━━ Working data

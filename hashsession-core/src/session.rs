//! Per-request session with a write-back cache.
//!
//! A [`Session`] loads the whole remote hash once when the request starts.
//! Reads and writes then hit the local cache only; writes are also recorded
//! in a [`MutationLog`] that is committed as one atomic transaction when the
//! request completes.

use crate::codec::{JsonCodec, ValueCodec};
use crate::config::SessionOptions;
use crate::error::SessionResult;
use crate::key::{SessionKey, resolve_session_key};
use crate::mutation::MutationLog;
use crate::store::{HashStore, HashTransaction};
use crate::tracer::{FLUSH_COMMAND, START_COMMAND, TracerFactory, traced};
use http::HeaderMap;
use serde::Serialize;
use serde::de::DeserializeOwned;
use std::collections::HashMap;
use std::sync::Arc;
use tracing::debug;

/// Session state for one in-flight request.
pub struct Session<C = JsonCodec> {
    key: SessionKey,
    storage_key: String,
    options: Arc<SessionOptions<C>>,
    cache: HashMap<String, Vec<u8>>,
    pending: MutationLog,
}

impl<C: ValueCodec> Session<C> {
    /// Resolve the session key from the request cookies and load the session.
    ///
    /// A newly minted key appends one `Set-Cookie` value to
    /// `response_headers`.
    pub async fn start(
        request_headers: &HeaderMap,
        response_headers: &mut HeaderMap,
        options: Arc<SessionOptions<C>>,
    ) -> SessionResult<Self> {
        let key = resolve_session_key(request_headers, response_headers, &options)?;
        Self::load(key, options).await
    }

    /// Load the session stored under `key`, renewing its TTL.
    ///
    /// The bulk read and the TTL renewal are sent concurrently; if either
    /// fails no session is returned.
    pub async fn load(key: SessionKey, options: Arc<SessionOptions<C>>) -> SessionResult<Self> {
        let storage_key = options.storage_key(&key);
        let target = options.router().target(&key).clone();
        let ttl = options.expire();

        let (cache, renewed) = traced(
            options.tracer(),
            &target.name(),
            START_COMMAND,
            &storage_key,
            async {
                futures::try_join!(
                    target.hash_get_all(&storage_key),
                    target.expire(&storage_key, ttl)
                )
            },
        )
        .await?;

        debug!(
            key = %storage_key,
            fields = cache.len(),
            renewed,
            "Session loaded"
        );

        Ok(Self {
            key,
            storage_key,
            options,
            cache,
            pending: MutationLog::new(),
        })
    }

    /// Read and decode a field.
    ///
    /// Returns `None` when the field is absent. A payload that fails to
    /// decode is treated as absent: it is dropped from the cache and a
    /// removal is queued so the next flush deletes it remotely.
    pub fn try_get<T: DeserializeOwned>(&mut self, field: &str) -> Option<T> {
        let bytes = self.cache.get(field)?;

        match self.options.codec().decode(bytes) {
            Ok(value) => Some(value),
            Err(err) => {
                debug!(key = %self.storage_key, field, error = %err, "Dropping undecodable session field");
                self.cache.remove(field);
                self.pending.remove(field);
                None
            }
        }
    }

    /// Read a field, falling back to `T::default()`.
    pub fn get<T: DeserializeOwned + Default>(&mut self, field: &str) -> T {
        self.try_get(field).unwrap_or_default()
    }

    /// Encode and store a field. Nothing changes if encoding fails.
    pub fn set<T: Serialize + ?Sized>(
        &mut self,
        field: impl Into<String>,
        value: &T,
    ) -> SessionResult<()> {
        let bytes = self.options.codec().encode(value)?;
        let field = field.into();
        self.cache.insert(field.clone(), bytes.clone());
        self.pending.set(field, bytes);
        Ok(())
    }

    /// Remove a field. Returns `false` if it was not present.
    pub fn remove(&mut self, field: &str) -> bool {
        if self.cache.remove(field).is_none() {
            return false;
        }
        self.pending.remove(field);
        true
    }

    /// Commit pending mutations to the store.
    ///
    /// Does nothing when there is nothing to commit. On failure the pending
    /// log is kept as is.
    pub async fn flush_all(&mut self) -> SessionResult<()> {
        if let Some(plan) = self.prepare_flush() {
            let committed = plan.execute().await?;
            self.complete_flush(committed);
        }
        Ok(())
    }
}

impl<C> Session<C> {
    pub fn key(&self) -> &SessionKey {
        &self.key
    }

    /// Name of the remote hash.
    pub fn storage_key(&self) -> &str {
        &self.storage_key
    }

    pub fn contains(&self, field: &str) -> bool {
        self.cache.contains_key(field)
    }

    /// Names of the cached fields, in no particular order.
    pub fn fields(&self) -> impl Iterator<Item = &str> {
        self.cache.keys().map(String::as_str)
    }

    pub fn len(&self) -> usize {
        self.cache.len()
    }

    pub fn is_empty(&self) -> bool {
        self.cache.is_empty()
    }

    pub fn pending(&self) -> &MutationLog {
        &self.pending
    }

    pub fn pending_len(&self) -> usize {
        self.pending.len()
    }

    /// Snapshot the pending log into a transaction.
    ///
    /// Returns `None` when the log is empty or the key is empty. The session
    /// stays usable while the plan executes; only operations still matching
    /// the snapshot are cleared by [`complete_flush`](Self::complete_flush).
    pub fn prepare_flush(&self) -> Option<FlushPlan> {
        if self.pending.is_empty() || self.key.is_empty() {
            return None;
        }

        let (sets, removes) = self.pending.partition();

        let mut transaction = HashTransaction::new();
        if !sets.is_empty() {
            transaction.hash_set(self.storage_key.clone(), sets);
        }
        if !removes.is_empty() {
            transaction.hash_delete(self.storage_key.clone(), removes);
        }

        Some(FlushPlan {
            target: self.options.router().target(&self.key).clone(),
            storage_key: self.storage_key.clone(),
            tracer: self.options.tracer().cloned(),
            transaction,
            committed: CommittedFlush {
                log: self.pending.clone(),
            },
        })
    }

    /// Record a successful commit.
    pub fn complete_flush(&mut self, committed: CommittedFlush) {
        self.pending.acknowledge(&committed.log);
    }
}

/// A transaction ready to be sent, detached from its session.
pub struct FlushPlan {
    target: Arc<dyn HashStore>,
    storage_key: String,
    tracer: Option<TracerFactory>,
    transaction: HashTransaction,
    committed: CommittedFlush,
}

impl FlushPlan {
    pub fn transaction(&self) -> &HashTransaction {
        &self.transaction
    }

    /// Send the transaction to the session's store.
    pub async fn execute(self) -> SessionResult<CommittedFlush> {
        let target = self.target;
        let commands = self.transaction.len();

        traced(
            self.tracer.as_ref(),
            &target.name(),
            FLUSH_COMMAND,
            &self.storage_key,
            target.execute(self.transaction),
        )
        .await?;

        debug!(key = %self.storage_key, commands, "Session flushed");

        Ok(self.committed)
    }
}

/// Proof of a committed [`FlushPlan`], consumed by
/// [`Session::complete_flush`].
#[derive(Debug)]
pub struct CommittedFlush {
    log: MutationLog,
}

impl<C> std::fmt::Debug for Session<C> {
    fn fmt(&self, f: &mut std::fmt::Formatter<'_>) -> std::fmt::Result {
        f.debug_struct("Session")
            .field("key", &self.key)
            .field("storage_key", &self.storage_key)
            .field("fields", &self.cache.len())
            .field("pending", &self.pending.len())
            .finish()
    }
}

━━━━

> _Your goal_:
Which of the lines above include the word "that"? List those lines.

> _Completed task_:
//! in a [`MutationLog`] that is committed as one atomic transaction when the
    /// Returns `None` when the field is absent. A payload that fails to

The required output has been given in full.